Multivariate hypergeometric distribution :
The multivariate hypergeometric distribution is a probability distribution that describes the possible outcomes of drawing samples from a finite population without replacement. It is a generalization of the standard hypergeometric distribution, which only considers the case of two distinct groups within the population.
Suppose we have a population of N items, of which K are classified as type A and N-K are type B. If we draw n items from the population without replacement, the probability that X of the items are type A and Y of the items are type B can be calculated using the multivariate hypergeometric distribution as follows:
Probability = ( K choose X ) * ( N-K choose Y ) / ( N choose n )
Here, “choose” denotes the binomial coefficient, which is calculated as the number of ways to choose a subset of a given size from a set of items. For example, the expression ( K choose X ) represents the number of ways to choose X items from the K items that are type A in the population.
As an example, suppose we have a population of 10 items, of which 5 are red and 5 are blue. If we draw 3 items from the population without replacement, the probability that 2 of the items are red and 1 of the items are blue can be calculated as follows:
Probability = ( 5 choose 2 ) * ( 5 choose 1 ) / ( 10 choose 3 )
= ( 10 ) * ( 5 ) / ( 120 )
= 1/12
This means that if we draw 3 items from the population without replacement, there is a 1/12 probability that we will end up with 2 red items and 1 blue item.

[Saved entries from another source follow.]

use log::{error, info, warn};
use std::collections::HashMap;
use std::time::Duration;

use crate::errors::CoreError;
use crate::models::market::{
    ChartDays, Coin, CoinDetails, CoinSearchHit, GlobalMarketData, MarketChart, SimplePrices,
};
use crate::models::settings::Settings;
use crate::providers::mock_market::MockMarketProvider;
use crate::providers::registry::MarketProviderRegistry;
use crate::providers::traits::MarketDataProvider;
use crate::solana::tokens::coingecko_id_for_symbol;

/// Retry behaviour of the direct provider tier.
#[derive(Debug, Clone, Copy, PartialEq, Eq)]
pub struct RetryPolicy {
    pub max_retries: u32,
    pub base_delay: Duration,
}

impl RetryPolicy {
    pub fn from_settings(settings: &Settings) -> Self {
        Self {
            max_retries: settings.max_retries.max(1),
            base_delay: Duration::from_millis(settings.retry_delay_ms),
        }
    }
}

impl Default for RetryPolicy {
    fn default() -> Self {
        Self::from_settings(&Settings::default())
    }
}

/// One market operation, dispatched against any provider.
#[derive(Debug, Clone, Copy)]
enum MarketRequest<'a> {
    TopCoins { count: usize, currency: &'a str },
    Chart { coin_id: &'a str, days: ChartDays, currency: &'a str },
    Details { coin_id: &'a str },
    Search { query: &'a str },
    Global,
    SimplePrices { ids: &'a [String], currency: &'a str },
}

impl MarketRequest<'_> {
    fn label(&self) -> String {
        match self {
            MarketRequest::TopCoins { count, .. } => format!("top {count} coins"),
            MarketRequest::Chart { coin_id, days, .. } => format!("{days}d chart for {coin_id}"),
            MarketRequest::Details { coin_id } => format!("details for {coin_id}"),
            MarketRequest::Search { query } => format!("search '{query}'"),
            MarketRequest::Global => "global data".to_string(),
            MarketRequest::SimplePrices { ids, .. } => format!("prices for {}", ids.join(",")),
        }
    }
}

enum MarketResponse {
    TopCoins(Vec<Coin>),
    Chart(MarketChart),
    Details(CoinDetails),
    Search(Vec<CoinSearchHit>),
    Global(GlobalMarketData),
    SimplePrices(SimplePrices),
}

impl MarketResponse {
    /// Whether a successful response actually carries data worth returning.
    /// Empty coin lists and charts fall through to the next tier.
    fn is_usable(&self) -> bool {
        match self {
            MarketResponse::TopCoins(coins) => !coins.is_empty(),
            MarketResponse::Chart(chart) => !chart.is_empty(),
            MarketResponse::Details(details) => details.get("id").is_some(),
            MarketResponse::Search(_) | MarketResponse::Global(_) => true,
            MarketResponse::SimplePrices(prices) => !prices.is_empty(),
        }
    }
}

async fn dispatch(
    provider: &dyn MarketDataProvider,
    request: MarketRequest<'_>,
) -> Result<MarketResponse, CoreError> {
    Ok(match request {
        MarketRequest::TopCoins { count, currency } => {
            MarketResponse::TopCoins(provider.top_coins(count, currency).await?)
        }
        MarketRequest::Chart { coin_id, days, currency } => {
            MarketResponse::Chart(provider.market_chart(coin_id, days, currency).await?)
        }
        MarketRequest::Details { coin_id } => {
            MarketResponse::Details(provider.coin_details(coin_id).await?)
        }
        MarketRequest::Search { query } => MarketResponse::Search(provider.search(query).await?),
        MarketRequest::Global => MarketResponse::Global(provider.global().await?),
        MarketRequest::SimplePrices { ids, currency } => {
            MarketResponse::SimplePrices(provider.simple_prices(ids, currency).await?)
        }
    })
}

/// Crypto market data with layered fallback.
///
/// 1. Direct tier: up to `max_retries` attempts. HTTP 429 sleeps
///    `delay * attempt` and retries the same endpoint; a network error
///    sleeps `delay` and rotates to the next registered endpoint. Any
///    other error ends the tier.
/// 2. Fallback tier (proxies): one attempt each.
/// 3. Static mock data.
///
/// Public lookups therefore never fail; every fallback is logged.
pub struct MarketService {
    registry: MarketProviderRegistry,
    retry: RetryPolicy,
    mock: MockMarketProvider,
}

impl MarketService {
    pub fn new(registry: MarketProviderRegistry, retry: RetryPolicy) -> Self {
        Self {
            registry,
            retry,
            mock: MockMarketProvider::new(),
        }
    }

    /// Names of the live providers, in the order they are tried.
    pub fn provider_names(&self) -> Vec<String> {
        self.registry
            .direct_providers()
            .into_iter()
            .chain(self.registry.fallback_providers())
            .map(|p| p.name().to_string())
            .collect()
    }

    pub async fn get_top_coins(&self, count: usize, currency: &str) -> Vec<Coin> {
        let request = MarketRequest::TopCoins { count, currency };
        match self.fetch_or_mock(request).await {
            MarketResponse::TopCoins(coins) => coins,
            _ => Vec::new(),
        }
    }

    pub async fn get_market_chart(&self, coin_id: &str, days: ChartDays, currency: &str) -> MarketChart {
        let request = MarketRequest::Chart { coin_id, days, currency };
        match self.fetch_or_mock(request).await {
            MarketResponse::Chart(chart) => chart,
            _ => MarketChart::default(),
        }
    }

    pub async fn get_coin_details(&self, coin_id: &str) -> CoinDetails {
        let request = MarketRequest::Details { coin_id };
        match self.fetch_or_mock(request).await {
            MarketResponse::Details(details) => details,
            _ => CoinDetails::Null,
        }
    }

    pub async fn search_coins(&self, query: &str) -> Vec<CoinSearchHit> {
        let request = MarketRequest::Search { query };
        match self.fetch_or_mock(request).await {
            MarketResponse::Search(hits) => hits,
            _ => Vec::new(),
        }
    }

    pub async fn get_global_data(&self) -> GlobalMarketData {
        match self.fetch_or_mock(MarketRequest::Global).await {
            MarketResponse::Global(data) => data,
            _ => GlobalMarketData::default(),
        }
    }

    pub async fn get_simple_prices(&self, ids: &[String], currency: &str) -> SimplePrices {
        let request = MarketRequest::SimplePrices { ids, currency };
        match self.fetch_or_mock(request).await {
            MarketResponse::SimplePrices(prices) => prices,
            _ => SimplePrices::new(),
        }
    }

    /// USD price per token symbol, for valuing wallet holdings.
    ///
    /// Live sources only: a symbol with no known CoinGecko id or no live
    /// quote is priced at 0 rather than at a mock value.
    pub async fn token_prices(&self, symbols: &[String]) -> HashMap<String, f64> {
        let mut id_by_symbol = HashMap::new();
        for symbol in symbols {
            if let Some(id) = coingecko_id_for_symbol(symbol) {
                id_by_symbol.insert(symbol.clone(), id.to_string());
            }
        }

        let mut ids: Vec<String> = id_by_symbol.values().cloned().collect();
        ids.sort();
        ids.dedup();

        let quotes = if ids.is_empty() {
            SimplePrices::new()
        } else {
            let request = MarketRequest::SimplePrices { ids: &ids, currency: "usd" };
            match self.fetch_live(request).await {
                Ok(MarketResponse::SimplePrices(prices)) => prices,
                Ok(_) => SimplePrices::new(),
                Err(e) => {
                    warn!("Token prices unavailable, valuing at 0: {e}");
                    SimplePrices::new()
                }
            }
        };

        symbols
            .iter()
            .map(|symbol| {
                let price = id_by_symbol
                    .get(symbol)
                    .and_then(|id| quotes.get(id))
                    .and_then(|q| q.get("usd"))
                    .copied()
                    .unwrap_or(0.0);
                (symbol.clone(), price)
            })
            .collect()
    }

    async fn fetch_or_mock(&self, request: MarketRequest<'_>) -> MarketResponse {
        match self.fetch_live(request).await {
            Ok(resp) => resp,
            Err(e) => {
                info!("All live market sources failed for {}, serving mock data: {e}", request.label());
                match dispatch(&self.mock, request).await {
                    Ok(resp) => resp,
                    Err(mock_err) => {
                        error!("Mock market data failed for {}: {mock_err}", request.label());
                        MarketResponse::Search(Vec::new())
                    }
                }
            }
        }
    }

    /// Direct tier with retries, then each fallback provider once.
    async fn fetch_live(&self, request: MarketRequest<'_>) -> Result<MarketResponse, CoreError> {
        let mut last_error = match self.fetch_direct(request).await {
            Ok(resp) => return Ok(resp),
            Err(e) => {
                error!("Direct market API call failed for {}: {e}", request.label());
                e
            }
        };

        for provider in self.registry.fallback_providers() {
            match dispatch(provider, request).await {
                Ok(resp) if resp.is_usable() => return Ok(resp),
                Ok(_) => {
                    last_error = CoreError::Api {
                        provider: provider.name().to_string(),
                        message: format!("empty response for {}", request.label()),
                    };
                }
                Err(e) => {
                    error!("{} fallback failed for {}: {e}", provider.name(), request.label());
                    last_error = e;
                }
            }
        }

        Err(last_error)
    }

    async fn fetch_direct(&self, request: MarketRequest<'_>) -> Result<MarketResponse, CoreError> {
        let providers = self.registry.direct_providers();
        if providers.is_empty() {
            return Err(CoreError::NoProvider("market data".into()));
        }

        let max = self.retry.max_retries;
        let mut current = 0usize;
        let mut attempt = 0u32;
        let mut last_error = None;

        while attempt < max {
            let provider = providers[current];
            match dispatch(provider, request).await {
                Ok(resp) if resp.is_usable() => return Ok(resp),
                Ok(_) => {
                    return Err(CoreError::Api {
                        provider: provider.name().to_string(),
                        message: format!("empty response for {}", request.label()),
                    })
                }
                Err(e @ CoreError::RateLimited(_)) => {
                    attempt += 1;
                    warn!("Rate limited, retrying ({attempt}/{max})...");
                    last_error = Some(e);
                    if attempt < max {
                        tokio::time::sleep(self.retry.base_delay * attempt).await;
                    }
                }
                Err(e @ CoreError::Network(_)) => {
                    attempt += 1;
                    warn!("Network error on {}, trying alternative endpoint ({attempt}/{max})...", provider.name());
                    last_error = Some(e);
                    if current + 1 < providers.len() {
                        current += 1;
                    }
                    if attempt < max {
                        tokio::time::sleep(self.retry.base_delay).await;
                    }
                }
                Err(e) => return Err(e),
            }
        }

        Err(last_error.unwrap_or_else(|| CoreError::NoProvider("market data".into())))
    }
}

As another example, suppose we have a population of 20 items, of which 8 are red, 6 are blue, and 6 are green. If we draw 6 items from the population without replacement, the probability that 2 of the items are red, 2 are blue, and 2 are green can be calculated as follows:
Probability = ( 8 choose 2 ) * ( 6 choose 2 ) * ( 6 choose 2 ) / ( 20 choose 6 )
= ( 28 ) * ( 15 ) * ( 15 ) / ( 38760 )
= 1/3240
This means that if we draw 6 items from the population without replacement, there is a 1/3240 probability that we will end up with 2 red items, 2 blue items, and 2 green items.
The multivariate hypergeometric distribution is useful in situations where we need to calculate the probability of drawing a specific combination of items from a finite population without replacement. It is a generalization of the standard hypergeometric distribution, which only considers the case of two distinct groups within the population, and allows us to calculate the probability of drawing any combination of items from the population.